[[ Material shown, beginning ]]

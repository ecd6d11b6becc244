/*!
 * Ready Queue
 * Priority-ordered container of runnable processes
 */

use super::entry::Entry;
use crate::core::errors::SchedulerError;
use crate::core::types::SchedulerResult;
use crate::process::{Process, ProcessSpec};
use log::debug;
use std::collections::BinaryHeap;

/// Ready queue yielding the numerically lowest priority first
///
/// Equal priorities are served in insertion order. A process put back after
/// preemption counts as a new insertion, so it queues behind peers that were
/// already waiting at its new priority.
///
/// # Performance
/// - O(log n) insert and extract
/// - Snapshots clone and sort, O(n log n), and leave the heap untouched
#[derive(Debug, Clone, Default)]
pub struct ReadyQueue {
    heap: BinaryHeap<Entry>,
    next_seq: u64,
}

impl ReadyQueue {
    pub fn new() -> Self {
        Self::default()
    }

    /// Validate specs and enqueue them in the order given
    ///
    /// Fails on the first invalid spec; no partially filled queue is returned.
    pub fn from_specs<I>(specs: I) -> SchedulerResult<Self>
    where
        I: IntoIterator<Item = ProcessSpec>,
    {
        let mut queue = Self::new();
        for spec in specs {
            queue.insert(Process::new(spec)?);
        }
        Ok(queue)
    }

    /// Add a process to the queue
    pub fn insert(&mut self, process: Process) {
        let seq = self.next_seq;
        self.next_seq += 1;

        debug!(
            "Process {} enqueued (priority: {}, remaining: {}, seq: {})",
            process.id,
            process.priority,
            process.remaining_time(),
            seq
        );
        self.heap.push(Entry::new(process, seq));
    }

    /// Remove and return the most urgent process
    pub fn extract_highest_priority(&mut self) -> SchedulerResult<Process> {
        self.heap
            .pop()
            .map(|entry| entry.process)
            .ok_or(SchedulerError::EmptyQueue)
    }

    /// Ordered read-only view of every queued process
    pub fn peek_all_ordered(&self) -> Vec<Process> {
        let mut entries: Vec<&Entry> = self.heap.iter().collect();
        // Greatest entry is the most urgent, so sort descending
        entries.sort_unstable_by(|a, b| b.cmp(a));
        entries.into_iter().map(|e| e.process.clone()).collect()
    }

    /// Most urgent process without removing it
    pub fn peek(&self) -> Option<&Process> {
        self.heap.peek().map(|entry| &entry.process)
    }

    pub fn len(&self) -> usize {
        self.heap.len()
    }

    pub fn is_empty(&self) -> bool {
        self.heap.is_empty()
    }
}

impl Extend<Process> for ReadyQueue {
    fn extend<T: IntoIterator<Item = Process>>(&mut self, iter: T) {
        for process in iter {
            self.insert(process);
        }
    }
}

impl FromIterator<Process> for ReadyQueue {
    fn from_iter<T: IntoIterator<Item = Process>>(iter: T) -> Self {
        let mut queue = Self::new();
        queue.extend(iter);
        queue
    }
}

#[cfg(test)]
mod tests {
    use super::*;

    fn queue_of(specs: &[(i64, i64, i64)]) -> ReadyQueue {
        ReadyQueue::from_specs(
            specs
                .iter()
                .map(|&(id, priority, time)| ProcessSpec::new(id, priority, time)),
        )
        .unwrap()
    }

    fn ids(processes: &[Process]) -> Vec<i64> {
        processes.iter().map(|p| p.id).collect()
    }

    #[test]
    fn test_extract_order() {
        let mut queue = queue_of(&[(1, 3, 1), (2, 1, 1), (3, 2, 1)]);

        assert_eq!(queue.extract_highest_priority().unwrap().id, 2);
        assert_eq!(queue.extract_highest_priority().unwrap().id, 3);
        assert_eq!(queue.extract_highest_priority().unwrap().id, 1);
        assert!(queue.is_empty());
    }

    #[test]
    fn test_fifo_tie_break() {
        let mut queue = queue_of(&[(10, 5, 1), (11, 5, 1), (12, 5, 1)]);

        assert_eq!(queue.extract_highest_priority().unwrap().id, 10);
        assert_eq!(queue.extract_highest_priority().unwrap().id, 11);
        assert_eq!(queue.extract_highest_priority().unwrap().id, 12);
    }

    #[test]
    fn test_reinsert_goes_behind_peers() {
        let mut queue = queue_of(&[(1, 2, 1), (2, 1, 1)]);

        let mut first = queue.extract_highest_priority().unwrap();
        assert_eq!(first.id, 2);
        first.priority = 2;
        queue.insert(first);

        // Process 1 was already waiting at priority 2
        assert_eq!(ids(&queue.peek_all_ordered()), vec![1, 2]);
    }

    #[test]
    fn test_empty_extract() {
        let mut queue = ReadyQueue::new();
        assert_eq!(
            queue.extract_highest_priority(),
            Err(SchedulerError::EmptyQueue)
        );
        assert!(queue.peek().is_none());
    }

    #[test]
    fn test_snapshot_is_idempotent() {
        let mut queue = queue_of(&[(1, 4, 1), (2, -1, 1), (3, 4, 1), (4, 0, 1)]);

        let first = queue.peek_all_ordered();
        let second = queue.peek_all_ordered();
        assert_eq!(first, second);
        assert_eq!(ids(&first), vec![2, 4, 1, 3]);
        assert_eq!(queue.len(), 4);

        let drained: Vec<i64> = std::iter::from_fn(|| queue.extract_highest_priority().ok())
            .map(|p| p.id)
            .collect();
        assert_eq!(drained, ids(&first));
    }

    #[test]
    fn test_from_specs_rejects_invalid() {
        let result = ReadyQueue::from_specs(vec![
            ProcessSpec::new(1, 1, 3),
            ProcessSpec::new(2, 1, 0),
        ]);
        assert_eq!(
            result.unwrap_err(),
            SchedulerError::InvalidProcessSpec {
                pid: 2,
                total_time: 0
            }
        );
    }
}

[[ Material shown, end ]]
[[ Material shown, beginning ]]

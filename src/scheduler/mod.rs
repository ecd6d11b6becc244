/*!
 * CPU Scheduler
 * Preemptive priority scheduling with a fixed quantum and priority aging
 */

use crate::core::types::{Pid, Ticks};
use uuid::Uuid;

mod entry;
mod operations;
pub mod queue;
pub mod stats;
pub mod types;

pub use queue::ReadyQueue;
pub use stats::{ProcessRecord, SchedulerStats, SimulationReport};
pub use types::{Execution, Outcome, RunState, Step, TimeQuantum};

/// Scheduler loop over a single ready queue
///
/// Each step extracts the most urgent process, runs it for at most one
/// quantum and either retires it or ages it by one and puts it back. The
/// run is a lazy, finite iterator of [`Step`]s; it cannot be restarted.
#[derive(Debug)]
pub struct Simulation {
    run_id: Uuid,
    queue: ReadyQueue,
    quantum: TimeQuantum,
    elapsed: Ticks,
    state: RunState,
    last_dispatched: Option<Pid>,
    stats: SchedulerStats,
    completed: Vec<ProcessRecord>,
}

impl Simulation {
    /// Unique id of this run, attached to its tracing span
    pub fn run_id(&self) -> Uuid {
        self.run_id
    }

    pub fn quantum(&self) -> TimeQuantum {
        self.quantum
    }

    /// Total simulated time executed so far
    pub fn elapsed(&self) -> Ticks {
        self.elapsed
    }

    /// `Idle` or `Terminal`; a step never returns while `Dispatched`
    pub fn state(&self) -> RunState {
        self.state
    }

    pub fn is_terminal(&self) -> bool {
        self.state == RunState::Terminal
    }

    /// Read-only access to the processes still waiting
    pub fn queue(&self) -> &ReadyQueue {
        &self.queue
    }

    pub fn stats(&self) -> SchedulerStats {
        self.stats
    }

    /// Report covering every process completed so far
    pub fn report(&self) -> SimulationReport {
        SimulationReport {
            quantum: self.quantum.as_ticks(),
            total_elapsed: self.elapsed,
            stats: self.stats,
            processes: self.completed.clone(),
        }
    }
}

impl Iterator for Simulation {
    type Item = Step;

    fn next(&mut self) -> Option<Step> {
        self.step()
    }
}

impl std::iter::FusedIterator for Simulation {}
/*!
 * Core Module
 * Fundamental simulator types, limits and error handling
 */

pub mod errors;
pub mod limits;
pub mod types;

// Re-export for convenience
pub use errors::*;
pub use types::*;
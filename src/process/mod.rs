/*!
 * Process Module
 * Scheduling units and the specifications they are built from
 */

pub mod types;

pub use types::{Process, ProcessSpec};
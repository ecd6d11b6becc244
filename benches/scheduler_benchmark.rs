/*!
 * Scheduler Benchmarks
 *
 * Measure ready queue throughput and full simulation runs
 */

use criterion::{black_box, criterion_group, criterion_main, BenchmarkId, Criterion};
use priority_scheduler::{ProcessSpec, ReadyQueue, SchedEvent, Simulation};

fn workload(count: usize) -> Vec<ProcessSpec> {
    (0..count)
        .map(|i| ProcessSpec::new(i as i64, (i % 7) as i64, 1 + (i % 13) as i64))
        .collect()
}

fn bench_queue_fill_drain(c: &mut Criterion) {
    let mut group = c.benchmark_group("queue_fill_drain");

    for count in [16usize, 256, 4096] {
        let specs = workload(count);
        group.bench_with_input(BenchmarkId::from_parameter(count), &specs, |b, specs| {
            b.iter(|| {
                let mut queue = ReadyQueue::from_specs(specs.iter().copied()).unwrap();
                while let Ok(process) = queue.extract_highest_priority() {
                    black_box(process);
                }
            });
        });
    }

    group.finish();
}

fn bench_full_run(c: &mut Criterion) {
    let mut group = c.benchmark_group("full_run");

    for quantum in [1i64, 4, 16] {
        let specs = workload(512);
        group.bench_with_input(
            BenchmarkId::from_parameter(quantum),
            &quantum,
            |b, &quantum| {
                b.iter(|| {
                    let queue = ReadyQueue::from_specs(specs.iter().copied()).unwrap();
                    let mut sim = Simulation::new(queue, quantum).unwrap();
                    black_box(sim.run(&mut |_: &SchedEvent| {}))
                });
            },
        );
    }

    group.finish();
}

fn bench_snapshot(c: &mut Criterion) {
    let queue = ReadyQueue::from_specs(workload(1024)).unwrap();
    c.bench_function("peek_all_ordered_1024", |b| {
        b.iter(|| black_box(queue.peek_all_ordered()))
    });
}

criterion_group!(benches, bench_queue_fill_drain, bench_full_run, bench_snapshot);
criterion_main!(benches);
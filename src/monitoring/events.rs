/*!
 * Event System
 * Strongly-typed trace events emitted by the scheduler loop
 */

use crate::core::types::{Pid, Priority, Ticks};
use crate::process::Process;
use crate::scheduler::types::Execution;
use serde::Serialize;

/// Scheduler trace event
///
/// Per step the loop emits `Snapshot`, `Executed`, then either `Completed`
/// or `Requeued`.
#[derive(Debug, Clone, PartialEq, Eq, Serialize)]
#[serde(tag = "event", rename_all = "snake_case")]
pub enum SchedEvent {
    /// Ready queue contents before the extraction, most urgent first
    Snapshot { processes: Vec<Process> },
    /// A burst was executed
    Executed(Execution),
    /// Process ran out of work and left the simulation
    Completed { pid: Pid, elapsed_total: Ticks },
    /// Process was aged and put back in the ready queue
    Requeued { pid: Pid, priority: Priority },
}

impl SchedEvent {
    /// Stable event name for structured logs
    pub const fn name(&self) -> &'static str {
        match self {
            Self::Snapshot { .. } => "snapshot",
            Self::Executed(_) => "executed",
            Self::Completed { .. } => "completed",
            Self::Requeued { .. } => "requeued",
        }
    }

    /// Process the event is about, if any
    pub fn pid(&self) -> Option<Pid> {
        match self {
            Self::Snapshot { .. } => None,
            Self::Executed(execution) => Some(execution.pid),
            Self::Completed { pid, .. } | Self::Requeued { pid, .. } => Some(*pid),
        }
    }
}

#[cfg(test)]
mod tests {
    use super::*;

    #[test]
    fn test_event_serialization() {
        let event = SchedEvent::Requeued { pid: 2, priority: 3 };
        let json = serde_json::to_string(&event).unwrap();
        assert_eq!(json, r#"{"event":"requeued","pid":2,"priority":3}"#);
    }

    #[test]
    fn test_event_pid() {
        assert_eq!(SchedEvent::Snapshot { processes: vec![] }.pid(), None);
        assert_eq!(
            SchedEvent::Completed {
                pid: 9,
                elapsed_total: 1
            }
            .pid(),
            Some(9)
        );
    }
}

[[ Material shown, end ]]

Your objective
Output, from the data above, the lines from the line with "use crate::core::errors::SchedulerError;" to the line with "let seq = self.next_seq;" exactly as they stand, both ends included and nothing else.

Solution to this problem
use crate::core::errors::SchedulerError;
use crate::core::types::SchedulerResult;
use crate::process::{Process, ProcessSpec};
use log::debug;
use std::collections::BinaryHeap;

/// Ready queue yielding the numerically lowest priority first
///
/// Equal priorities are served in insertion order. A process put back after
/// preemption counts as a new insertion, so it queues behind peers that were
/// already waiting at its new priority.
///
/// # Performance
/// - O(log n) insert and extract
/// - Snapshots clone and sort, O(n log n), and leave the heap untouched
#[derive(Debug, Clone, Default)]
pub struct ReadyQueue {
    heap: BinaryHeap<Entry>,
    next_seq: u64,
}

impl ReadyQueue {
    pub fn new() -> Self {
        Self::default()
    }

    /// Validate specs and enqueue them in the order given
    ///
    /// Fails on the first invalid spec; no partially filled queue is returned.
    pub fn from_specs<I>(specs: I) -> SchedulerResult<Self>
    where
        I: IntoIterator<Item = ProcessSpec>,
    {
        let mut queue = Self::new();
        for spec in specs {
            queue.insert(Process::new(spec)?);
        }
        Ok(queue)
    }

    /// Add a process to the queue
    pub fn insert(&mut self, process: Process) {
        let seq = self.next_seq;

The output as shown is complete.